With respect to the nutritional quality, it is important to consider that the RS4-containing cookies were designed for a special dietary treatment. Our primary objective in including RS4 in the cookies for patients with IBS was to provide a high fiber content with slow fermentation. RS4’s resistance to intestinal hydrolysis induced an important effect for reduction in the glycemic index, which is important for a product intended for daily consumption to maintain glucose homeostasis. The content of lipids, protein, and sugar of the RS4-cookies were similar or better than the content of commercial similar cookies but without any additives for preservation.

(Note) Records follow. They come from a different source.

//! Dense ridge regression solved through a Cholesky factorization.

use crate::error::{EngineError, Result};

/// Solve `(XᵀX + diag(penalty)) β = Xᵀy`.
///
/// `design` is row-major with one row per observation. `penalty` holds one
/// non-negative ridge weight per column.
pub fn ridge_solve(design: &[Vec<f64>], y: &[f64], penalty: &[f64]) -> Result<Vec<f64>> {
    let p = penalty.len();
    if design.len() != y.len() {
        return Err(EngineError::computation(format!(
            "design has {} rows but target has {}",
            design.len(),
            y.len()
        )));
    }
    if design.iter().any(|row| row.len() != p) {
        return Err(EngineError::computation("design width does not match penalty"));
    }

    let mut gram = vec![vec![0.0; p]; p];
    let mut rhs = vec![0.0; p];
    for (row, &target) in design.iter().zip(y) {
        for i in 0..p {
            if row[i] == 0.0 {
                continue;
            }
            rhs[i] += row[i] * target;
            for j in 0..=i {
                gram[i][j] += row[i] * row[j];
            }
        }
    }
    for i in 0..p {
        gram[i][i] += penalty[i];
        for j in 0..i {
            gram[j][i] = gram[i][j];
        }
    }

    let lower = cholesky(&gram)?;
    Ok(cholesky_solve(&lower, &rhs))
}

/// Lower-triangular factor `L` with `A = L Lᵀ`.
fn cholesky(a: &[Vec<f64>]) -> Result<Vec<Vec<f64>>> {
    let n = a.len();
    let mut l = vec![vec![0.0; n]; n];
    for i in 0..n {
        for j in 0..=i {
            let sum: f64 = (0..j).map(|k| l[i][k] * l[j][k]).sum();
            if i == j {
                let pivot = a[i][i] - sum;
                if !pivot.is_finite() || pivot <= 0.0 {
                    return Err(EngineError::computation(format!(
                        "normal equations are not positive definite at column {}",
                        i
                    )));
                }
                l[i][j] = pivot.sqrt();
            } else {
                l[i][j] = (a[i][j] - sum) / l[j][j];
            }
        }
    }
    Ok(l)
}

fn cholesky_solve(l: &[Vec<f64>], b: &[f64]) -> Vec<f64> {
    let n = b.len();

    // L z = b
    let mut z = vec![0.0; n];
    for i in 0..n {
        let sum: f64 = (0..i).map(|k| l[i][k] * z[k]).sum();
        z[i] = (b[i] - sum) / l[i][i];
    }

    // Lᵀ x = z
    let mut x = vec![0.0; n];
    for i in (0..n).rev() {
        let sum: f64 = (i + 1..n).map(|k| l[k][i] * x[k]).sum();
        x[i] = (z[i] - sum) / l[i][i];
    }
    x
}

#[cfg(test)]
mod tests {
    use super::*;

    #[test]
    fn test_exact_fit_without_penalty() {
        // y = 2 + 3x
        let design: Vec<Vec<f64>> = (0..5).map(|x| vec![1.0, x as f64]).collect();
        let y: Vec<f64> = (0..5).map(|x| 2.0 + 3.0 * x as f64).collect();

        let beta = ridge_solve(&design, &y, &[0.0, 0.0]).unwrap();
        assert!((beta[0] - 2.0).abs() < 1e-9);
        assert!((beta[1] - 3.0).abs() < 1e-9);
    }

    #[test]
    fn test_penalty_shrinks() {
        let design: Vec<Vec<f64>> = (0..5).map(|x| vec![x as f64]).collect();
        let y: Vec<f64> = (0..5).map(|x| x as f64).collect();

        let free = ridge_solve(&design, &y, &[0.0]).unwrap()[0];
        let shrunk = ridge_solve(&design, &y, &[100.0]).unwrap()[0];
        assert!((free - 1.0).abs() < 1e-9);
        assert!(shrunk < free && shrunk > 0.0);
    }

    #[test]
    fn test_singular_system_fails() {
        let design = vec![vec![1.0, 1.0], vec![1.0, 1.0]];
        let err = ridge_solve(&design, &[1.0, 2.0], &[0.0, 0.0]).unwrap_err();
        assert!(matches!(err, EngineError::ComputationFailure(_)));
    }
}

The most interesting properties of the produced RS4-containing orange cookies were their sensorial characteristics. They had a high acceptability and a high perception of healthiness and nutritional value by the patients with IBS, even after one month of daily consumption. Their recommendation of the orange RS4-cookies was high, and their tolerance was acceptable. An adherence to the dietary treatment of IBS is difficult; thus, if the patients liked the RS4-containing orange cookies for one month, the possibility to include it in a low-FODMAP diet could be high.

Finally, it is still necessary to test if the addition of RS4 to the orange cookies might alleviate constipation and positively modify the microbiota of IBS patients.